Addressing the issues. This article develops a conceptual framework for the OECD’s HCQI Project. It first argues that developing such a framework should start by addressing the question, ‘performance of what—and to what ends?’ We identify at least two different major classes of frameworks: (i) health and (ii) health care performance frameworks, both of which are in common use. For the HCQI, we suggest a conceptual framework that is largely a purposeful modification of the existing performance frameworks and which is driven by the health determinants model.
Conclusions. The conceptual basis for performance frameworks can be traced back to the health determinants model. A health performance framework takes a broader, societal or public health view of health determination, whereas a health care performance takes a narrower, mostly clinical or technical view of health care in relation to health (needs). This article proposes an HCQI framework that focuses on the quality of health care, maintains a broader perspective on health and its other determinants, and recognizes the key aims of health policy.

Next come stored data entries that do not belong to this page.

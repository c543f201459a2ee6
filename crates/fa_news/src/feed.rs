use std::time::Duration;

use chrono::{DateTime, Utc};
use fa_core::{Error, NewsItem, Result};
use reqwest::Client;
use serde::Deserialize;
use tracing::{info, warn};

use crate::fetcher::BROWSER_USER_AGENT;

/// Finance headlines from the last day, Taiwan edition.
pub const TRENDING_FEED_URL: &str =
    "https://news.google.com/rss/search?q=finance+when:1d&hl=zh-TW&gl=TW&ceid=TW:zh-Hant";
pub const YAHOO_FINANCE_FEED_URL: &str = "https://finance.yahoo.com/news/rssindex";
pub const DEFAULT_LIMIT: usize = 5;

#[derive(Debug, Deserialize)]
struct Rss {
    channel: Channel,
}

#[derive(Debug, Deserialize)]
struct Channel {
    #[serde(rename = "item", default)]
    items: Vec<Item>,
}

#[derive(Debug, Deserialize)]
struct Item {
    #[serde(default)]
    title: String,
    #[serde(default)]
    link: String,
    #[serde(rename = "pubDate", default)]
    pub_date: String,
}

/// Reads trending headlines from an RSS 2.0 feed.
#[derive(Debug, Clone)]
pub struct FeedReader {
    client: Client,
    url: String,
}

impl FeedReader {
    pub fn new() -> Result<Self> {
        Self::with_url(TRENDING_FEED_URL)
    }

    pub fn with_url(url: impl Into<String>) -> Result<Self> {
        let client = Client::builder()
            .user_agent(BROWSER_USER_AGENT)
            .timeout(Duration::from_secs(10))
            .build()?;
        Ok(Self {
            client,
            url: url.into(),
        })
    }

    pub fn url(&self) -> &str {
        &self.url
    }

    /// Up to `limit` items. An empty list means the feed is unavailable
    /// right now, not that there is no news.
    pub async fn fetch_trending(&self, limit: usize) -> Vec<NewsItem> {
        match self.try_fetch(limit).await {
            Ok(items) => {
                info!("📰 Fetched {} trending items from {}", items.len(), self.url);
                items
            }
            Err(e) => {
                warn!("⚠️ Error fetching trending news from {}: {}", self.url, e);
                Vec::new()
            }
        }
    }

    async fn try_fetch(&self, limit: usize) -> Result<Vec<NewsItem>> {
        let body = self
            .client
            .get(&self.url)
            .send()
            .await?
            .error_for_status()?
            .text()
            .await?;
        parse_feed(&body, limit)
    }
}

pub fn parse_feed(xml: &str, limit: usize) -> Result<Vec<NewsItem>> {
    let rss: Rss = quick_xml::de::from_str(xml).map_err(|e| Error::Feed(e.to_string()))?;
    Ok(rss
        .channel
        .items
        .into_iter()
        .filter(|item| !item.link.trim().is_empty())
        .take(limit)
        .map(|item| NewsItem {
            published_at: DateTime::parse_from_rfc2822(item.pub_date.trim())
                .ok()
                .map(|dt| dt.with_timezone(&Utc)),
            title: item.title.trim().to_string(),
            link: item.link.trim().to_string(),
            published: item.pub_date,
        })
        .collect())
}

It has understandably become commonplace for countries to formally assess and ‘incentivize’ the performance of their health care systems [1–3]. Umbrella organizations such as the World Health Organization (WHO) and the Organization for Economic Cooperation and Development (OECD) have taken an international lead in encouraging health system performance measurement [2,4,5]. The reasons for the increased interests include rising costs, aging populations, market failures, poor quality, medical errors, lack of accountability, and inequalities [1,2,6]. In all these, there are widespread perceptions of poor value for the money and effort spent on health care [1,7].
To manage their perennial problems, many industrialized countries have, among other things, sought to manage ‘health production’ and their health goals through performance measurement. As a result, there has been a proliferation of health and health care indicators. To manage the proliferation of indicators, aid prioritization, and ensure coherence, health care and its influence on health must be adequately conceptualized using conceptual frameworks [3,8–10].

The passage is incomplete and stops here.